In Memos from the Broken World, each poem is a shard, and Jean Nordhaus carefully rebuilds to find shape and meaning. These poems, many of which are actually called memos, are reminders of the past, with which we have all broken, whether it’s a childhood, a home, a war, music, a story or history, to name only a few of the themes that this astute listener/observer contemplates. I know Jean Nordhaus and her work. With consummate craft she has been moving over the years toward the zenith that this book represents, which isn’t to say there won’t be more in the future.

 

The breakage in this collection is sometimes audible. In “Breaking Dishes” women carry unglazed plates down to where they will be glazed, and they bring the glazed bowls up.

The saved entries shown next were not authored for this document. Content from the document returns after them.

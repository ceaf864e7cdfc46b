use serde::{Deserialize, Serialize};

use crate::FieldFn;

// Contour lines are kept where (v * CONTOUR_SCALE) mod CONTOUR_SPACING < CONTOUR_WIDTH
const CONTOUR_SCALE: f64 = 1000.0;
const CONTOUR_SPACING: f64 = 50.0;
const CONTOUR_WIDTH: f64 = 5.0;
// Number of terraces per unit for the stepped variant
const STEP_LEVELS: f64 = 10.0;

// A pure transform from one field-sampling function to another.
// Serialized by name, e.g. "topographicalStep".
#[derive(Debug, Clone, Copy, PartialEq, Eq, Hash, Serialize, Deserialize)]
#[serde(rename_all = "camelCase")]
pub enum Mutator {
    Topographical,     // thin contour lines, zero in between
    TopographicalStep, // flat terraces at multiples of 0.1
    Inverse,           // 1 - v
    ImageMultiplierX,  // offset by the relative x position
    ImageMultiplierY,  // offset by the relative y position
}

impl Mutator {
    // Evaluate this mutator around `inner` at (x, y)
    pub fn apply(&self, inner: &dyn FieldFn, x: u32, y: u32) -> f64 {
        match self {
            Mutator::Topographical => {
                let v = inner.get2(x, y);
                // `%` keeps the sign of v, so negative values always pass
                if (v * CONTOUR_SCALE) % CONTOUR_SPACING < CONTOUR_WIDTH {
                    v
                } else {
                    0.0
                }
            }
            Mutator::TopographicalStep => (inner.get2(x, y) * STEP_LEVELS).floor() / STEP_LEVELS,
            Mutator::Inverse => 1.0 - inner.get2(x, y),
            Mutator::ImageMultiplierX => {
                inner.get2(x, y) + relative_offset(x, inner.width())
            }
            Mutator::ImageMultiplierY => {
                inner.get2(x, y) + relative_offset(y, inner.height())
            }
        }
    }

    pub fn name(&self) -> &'static str {
        match self {
            Mutator::Topographical => "topographical",
            Mutator::TopographicalStep => "topographicalStep",
            Mutator::Inverse => "inverse",
            Mutator::ImageMultiplierX => "imageMultiplierX",
            Mutator::ImageMultiplierY => "imageMultiplierY",
        }
    }
}

// Pixel-center position of `coord` as a fraction of `extent`, centered on zero.
// Added to a field, a value of 0.5 then reads the source at the pixel's own
// proportional position, so the source is stretched over the whole output
// whatever its size, and the noise displaces around that.
#[inline]
fn relative_offset(coord: u32, extent: u32) -> f64 {
    (coord as f64 + 0.5) / extent as f64 - 0.5
}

Kafka has inserted himself into this poem—and later in a second one by the same title—first by means of an epigraph about “girls in porcelain factories who incessantly throw themselves down the stairs with mounds of dishware” and then in the body of the poem. Broken dishware becomes the fractured light of a dark world. A married worker shatters platters in the night. Her patient husband sweeps up the smithereens. Moses threw the tablets down, and his laws were and are broken. Kafka is having coffee. The factory girls’ dishes are in pieces, as is the light, or the world, as the twentieth century reveals itself. “How to glue it back?” the poet asks.

 

And in this broken world, there are broken bodies, marriages, families, faiths, and broken or partitioned nations. “On the Road to Qumran,” Nordhaus gives us lovely fragments from Jerusalem and the desert of the West Bank, where she captures the mixture of cultures and religions. Within the fragments there are empty vessels, enemy dogs, a dead sea, a diaspora. With an echo of broken dishes, there is a crumbling that results from dehydration:

 

I am becoming dry and holy,

brittle as parchment

stored in a jar.

 

In those three short lines we are led inexorably to the Dead Sea Scrolls in Qumran Cave and the common cultural breakthrough that was discovery of the scrolls. In several of these fragments there’s the suggestion of war that breaks any society. On Bialik Street the house of poet Chaim Nahman Bialik is closed. A closed door breaks one’s intention of going inside. But outside, childhoods are broken by war—

 

A soldier carries a baby

in his arms, its fat legs

straddling his gun.

 

In the section called “Memo from the Grave” Nordhaus looks at herself from all angles, almost as if she’s looking in a cracked mirror. She sees herself as child, daughter, cousin, sister, mother, and grandmother. To her infant granddaughter, she writes:

 

On the evening you were born,

after the tremendous churning

that brought you forth, an owl

flew onto the rail of the balcony

where we sat . . .

 

*   *   *

 . . . Shades of my mother,

I thought, half-believing—the wide-

set eyes and level gaze.

 

*   *   *

                        . . . The dead are all around us

feathering the air with their wings.

 

And in their own way the dead—and memory—glue the pieces of a broken world. In almost all the memo poems, a line exhorts: “Do not forget.” This collection documents the broken world we live in. Nordhaus seeks to glue the pieces, but she will not let us forget that it is through fracture that we see the whole.




Anne Harding Woodworth is the author of five books of poetry, most recently, Unattached Male (Poetry Salzburg, 2014).